Fishing guides and charter captains along Mississippi’s Gulf Coast won’t cast a disparaging eye toward any species that is biting. Late fall and winter can be fickle, so when something’s biting, whatever it may be, the skippers give their clients a taste of the action.

Yes, that was pun, since a box of fresh fish fillets is always a wonderful thing, but it seems even better in December.

But push captains for their personal favorites, usually it’s redfish.

“Man, my favorite, what really gets my motor running, is sight-fishing for reds,” said Sonny Schindler of Shore Thing Charters in Bay St. Louis. “When you get the right conditions: a low, but not extremely low, tide on a fairly calm and clear day — that’s the ticket.

“You got to get in the marsh and have a shallow-draft boat, because they are going to get back in the ponds to feed. You get back in there, shut down and let it get good and quiet, and you will start seeing them moving and feeding. You’ll see them pushing water. You’ll see their fins and tails above the water. You’ll see them swimming by the boat. If you have any casting skill at all, it can become a case of all you want to catch. 

“I’m serious about that. I like a live cocahoe minnow on a leadhead jig. If you can get minnows, get ’em and make sure you get enough, because this time of year, those things are so hardy that you can keep them alive in an aerated tank for days. Redfish will not pass one up.”

Artificial lures are good, too, but nothing beats a cocahoe, Schindler said.

“We target slot reds to get a limit of quality fish for the table, but you will also see some bull reds, sheepshead, black drum and even an alligator gar or two,” he said. “I love sight-fishing in December, but I’m not above fishing for anything I hear about that is biting. We’ve got the bridge pilings we can fall back on when the weather is rough, and the reds, drum and sheepshead, big sheepshead, will be there all the way through to March.”

Taylor Biggs of Biloxi doesn’t run charter trips, but he’s fishing just about every weekend, including in December. His passion is bull redfish: the bigger, the better.

“I don’t ever keep redfish at all, unless we have one die or we see it is mortally wounded,” Biggs said, “so for us, getting a slot fish we can keep doesn’t matter. My friends and I are looking for the big boys, and our current record on my boat is 42 pounds. I think, no, I know, we’ve had bigger ones on, lots bigger, but we’ve lost them.

“We don’t use heavy gear; just regular bass gear in both baitcast and spinning equipment with 10-pound braid or 12-pound mono, and brother, we can go through spools of it in a hurry in December. We catch bull reds all year, but our favorite time is December.”

It’s not just because of the cooler weather, either.

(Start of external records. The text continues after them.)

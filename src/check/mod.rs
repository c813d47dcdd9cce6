//! Tolerance comparison
//!
//! Pure functions, no process execution involved, so the pass/fail math is
//! unit-testable on its own. Reference values for flow fields come from
//! analytic solutions; the additive floor keeps the relative bound meaningful
//! for quantities like velocity that legitimately approach zero.

/// Default relative tolerance for field comparisons
pub const DEFAULT_REL_TOL: f64 = 0.01;
/// Default additive floor in the relative-error denominator
pub const DEFAULT_FLOOR: f64 = 1.0;

/// Relative comparison with an additive floor:
/// `|observed - expected| / (|expected| + floor) < rel_tol`
pub fn within_relative(observed: f64, expected: f64, rel_tol: f64, floor: f64) -> bool {
    relative_error(observed, expected, floor) < rel_tol
}

/// The relative error term used by `within_relative`, exposed for diagnostics
pub fn relative_error(observed: f64, expected: f64, floor: f64) -> f64 {
    (observed - expected).abs() / (expected.abs() + floor)
}

/// Absolute comparison for integer-valued quantities such as step counts:
/// `|observed - expected| < max_delta`
pub fn within_absolute(observed: i64, expected: i64, max_delta: i64) -> bool {
    (observed - expected).abs() < max_delta
}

“No, we just can stay on the big schools of big bulls easier and without going that far,” Biggs said. “We can find them cruising the shallows at the barrier islands, from Horn to Cat, or we can run out to the Biloxi Marsh and find them in passes and around shoals. If we can find one school, we can follow it all day and catch them until we don’t want to catch them anymore.

“Lures? You name it. Everything from Rat-L-Traps and gold spoons we can cast forever, to spinnerbaits and jigs. Live bait is great, but really, anything from a dead shrimp to half a crab will work.”